Sin embargo, en Popayán aún no es visible la diferencia cultural existente como valor de equilibrio, de necesaria complementariedad social, ni tampoco resulta fácil advertir o determinar los cambios voluntarios o forzados del imaginario contemporáneo en su lógica de revolturas, que sin duda han afectado la identidad urbana tradicional —especialmente durante los últimos veinte años en que la ciudad se reconstruyó, luego del terremoto de 1983—, pues la semejanza es el dispositivo cultural de identificación y distinción social de lo propio.
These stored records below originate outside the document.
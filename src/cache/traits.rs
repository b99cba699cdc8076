//! Core types for the caching system.

use chrono::{DateTime, Utc};

use crate::http::FetchResponse;

/// A response stored in a cache generation.
#[derive(Debug, Clone)]
pub struct CachedEntry {
  /// Absolute URL of the request that produced this entry
  pub url: String,
  /// The stored response
  pub response: FetchResponse,
  /// When the entry was written
  pub cached_at: DateTime<Utc>,
}

/// Result of routing a request through the proxy, with metadata about the source.
#[derive(Debug, Clone)]
pub struct FetchOutcome {
  /// The response handed back to the page
  pub response: FetchResponse,
  /// Where the response came from
  pub source: ResponseSource,
  /// When the response was cached (if served from cache)
  pub cached_at: Option<DateTime<Utc>>,
}

impl FetchOutcome {
  /// Create an outcome from a fresh network response.
  pub fn from_network(response: FetchResponse) -> Self {
    Self {
      response,
      source: ResponseSource::Network,
      cached_at: None,
    }
  }

  /// Create an outcome from a cache hit.
  pub fn from_cache(entry: CachedEntry) -> Self {
    Self {
      response: entry.response,
      source: ResponseSource::Cache,
      cached_at: Some(entry.cached_at),
    }
  }

  /// Create an outcome for offline mode, served from a stale entry.
  pub fn offline(entry: CachedEntry) -> Self {
    Self {
      response: entry.response,
      source: ResponseSource::StaleCache,
      cached_at: Some(entry.cached_at),
    }
  }

  /// Create an outcome for a request the proxy did not intercept.
  pub fn pass_through(response: FetchResponse) -> Self {
    Self {
      response,
      source: ResponseSource::PassThrough,
      cached_at: None,
    }
  }
}

/// Indicates where a response came from.
#[derive(Debug, Clone, Copy, PartialEq, Eq)]
pub enum ResponseSource {
  /// Cache hit, no network activity
  Cache,
  /// Cache miss answered by the network
  Network,
  /// Network unavailable, serving a previously cached entry
  StaleCache,
  /// Not intercepted, forwarded to the network unmodified
  PassThrough,
}

impl ResponseSource {
  pub fn as_str(&self) -> &'static str {
    match self {
      ResponseSource::Cache => "cache",
      ResponseSource::Network => "network",
      ResponseSource::StaleCache => "stale-cache",
      ResponseSource::PassThrough => "pass-through",
    }
  }
}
Hoy apreciamos de muchas maneras cómo la ciudad se plagia a sí misma, se replica idealmente en simulacros idealizados, bien bajo los efectos de la imagen icónica (del retrato de la ciudad vacía, sin habitantes; la publicidad de la fotografía en postales y afiches, hecha exclusivamente de perfiles arquitectónicos y paisajes; o la artesanía agotada en pocos motivos y modelos); o mediante la reproducción de su sector histórico que sirve de estilo urbano para ampliar la frontera física de la ciudad colonial en un territorio mental más extenso, de fuerte cohesión simbólica, y evitar con ello la evaporación del pasado a manos de la modernidad arquitectónica.

Si no parece hoy posible ubicar el final de la Arcadia colonial, pues crece su gramática arquitectónica y el discurso literario tradicional que la sustenta se amplía con nuevos aportes, leales al espíritu conservador pero de escasa inventiva, creemos sin embargo que es a partir del ensayo del poeta Bustamante cuando empieza a darse un giro en la forma de percibir e imaginar a Popayán desde la literatura, no advertido sino hasta hace poco tiempo con otros casos distintos que pronto comentaremos. Antes de ello, otro hecho cultural poco interpretado también lo refrenda. Recordemos que en 1956 ocurre la entronización de la imagen icónica más emblemática de la ciudad, pues es cuando Efraín Martínez culmina el óleo “Apoteosis de Popayán”; mural que, inspirado en dos poemas de Guillermo Valencia, fuera iniciado dos décadas atrás para celebrar los cuatrocientos años de la fundación española. Advertimos que en su ejecución impecable, todavía dentro de la escuela académica del siglo XIX, el pintor no hace suya la negación de lo urbano, característico de la poética valenciana. Y dado el prolífero y complaciente júbilo acrítico que ofrece de la historia hispana de la ciudad, como de sus clases sociales, la pintura se ha impuesto en el imaginario contemporáneo de Popayán, ejerciendo en sus habitantes un efecto de silencio reverencial de su significado. De este aspecto oculto del cuadro, el espíritu crítico de la modernidad artística de Popayán toma elementos para realizar lecturas de confrontación, contrarrelatos de la hegemonía cultural allí simbolizada, cuyas representaciones literarias evidencian la crisis de los signos y valores de la ciudad colonial que aquella pintura se encargó de invisibilizar, gracias al efecto intimidador de su formato de obra monumental y a la excelencia técnica del retrato con que la historia se despolitiza a manos del calco ideal e idealizante.